--- Material for this task ---
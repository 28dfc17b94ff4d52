pub mod scheduler;

pub use scheduler::TickScheduler;
//! Slot generation and assignment DTOs.

use serde::{Deserialize, Serialize};
use utoipa::ToSchema;
use uuid::Uuid;
use validator::Validate;

use crate::services::scheduling::SlotGenerationReport;

/// Request body for `POST /api/scheduling/slots/generate`.
#[derive(Debug, Deserialize, ToSchema, Validate)]
#[serde(rename_all = "camelCase")]
pub struct GenerateSlotsRequest {
    #[serde(alias = "workspace_id")]
    pub workspace_id: Uuid,
}

#[derive(Debug, Serialize, ToSchema)]
pub struct GenerateSlotsResponse {
    /// Slots inserted by this call
    #[schema(example = 14)]
    pub created: usize,
    /// Candidate slots before existing ones were skipped
    #[schema(example = 14)]
    pub requested: usize,
}

impl From<SlotGenerationReport> for GenerateSlotsResponse {
    fn from(report: SlotGenerationReport) -> Self {
        Self {
            created: report.created,
            requested: report.requested,
        }
    }
}

/// Request body for `POST /api/scheduling/assign`.
#[derive(Debug, Deserialize, ToSchema, Validate)]
#[serde(rename_all = "camelCase")]
#[schema(example = json!({"workspaceId": "7d3c1f6e-5d0a-4b8e-9b7e-1f2a3b4c5d6e", "platform": "threads", "limit": 10}))]
pub struct AssignRequest {
    #[serde(alias = "workspace_id")]
    pub workspace_id: Uuid,

    #[validate(length(min = 1, max = 64, message = "Platform must be between 1 and 64 characters"))]
    pub platform: Option<String>,

    #[validate(range(min = 1, message = "Limit must be at least 1"))]
    pub limit: Option<i64>,
}
//! Request ID middleware for request tracing.
//!
//! Every request gets an identifier: the incoming `X-Request-ID` header when
//! present, a fresh UUID otherwise. It is echoed on the response and is
//! readable from error conversion through [`current_request_id`].

use axum::{
    extract::Request,
    http::{HeaderName, HeaderValue},
    middleware::Next,
    response::Response,
};
use uuid::Uuid;

/// Header name for request ID.
pub const REQUEST_ID_HEADER: &str = "x-request-id";

/// Request ID stored in request extensions for downstream access.
#[derive(Clone, Debug)]
pub struct RequestId(pub String);

tokio::task_local! {
    pub(crate) static CURRENT_REQUEST_ID: String;
}

/// Id of the request being served by the current task, if any.
pub fn current_request_id() -> Option<String> {
    CURRENT_REQUEST_ID.try_with(Clone::clone).ok()
}

/// Middleware that ensures every request has a unique request ID.
pub async fn request_id_middleware(mut request: Request, next: Next) -> Response {
    let request_id = request
        .headers()
        .get(REQUEST_ID_HEADER)
        .and_then(|v| v.to_str().ok())
        .filter(|v| !v.trim().is_empty())
        .map(String::from)
        .unwrap_or_else(|| Uuid::new_v4().to_string());

    request
        .extensions_mut()
        .insert(RequestId(request_id.clone()));

    let mut response = CURRENT_REQUEST_ID
        .scope(request_id.clone(), next.run(request))
        .await;

    if let Ok(value) = HeaderValue::from_str(&request_id) {
        response
            .headers_mut()
            .insert(HeaderName::from_static(REQUEST_ID_HEADER), value);
    }

    response
}

#[cfg(test)]
mod tests {
    use super::*;

    #[test]
    fn test_no_request_id_outside_scope() {
        assert_eq!(current_request_id(), None);
    }

    #[tokio::test]
    async fn test_request_id_inside_scope() {
        let seen = CURRENT_REQUEST_ID
            .scope("abc".to_string(), async { current_request_id() })
            .await;
        assert_eq!(seen.as_deref(), Some("abc"));
    }
}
---
● Problem description
Filter the data above down to lines with the word "requested", and copy them.

● Task response
    pub requested: usize,
            requested: report.requested,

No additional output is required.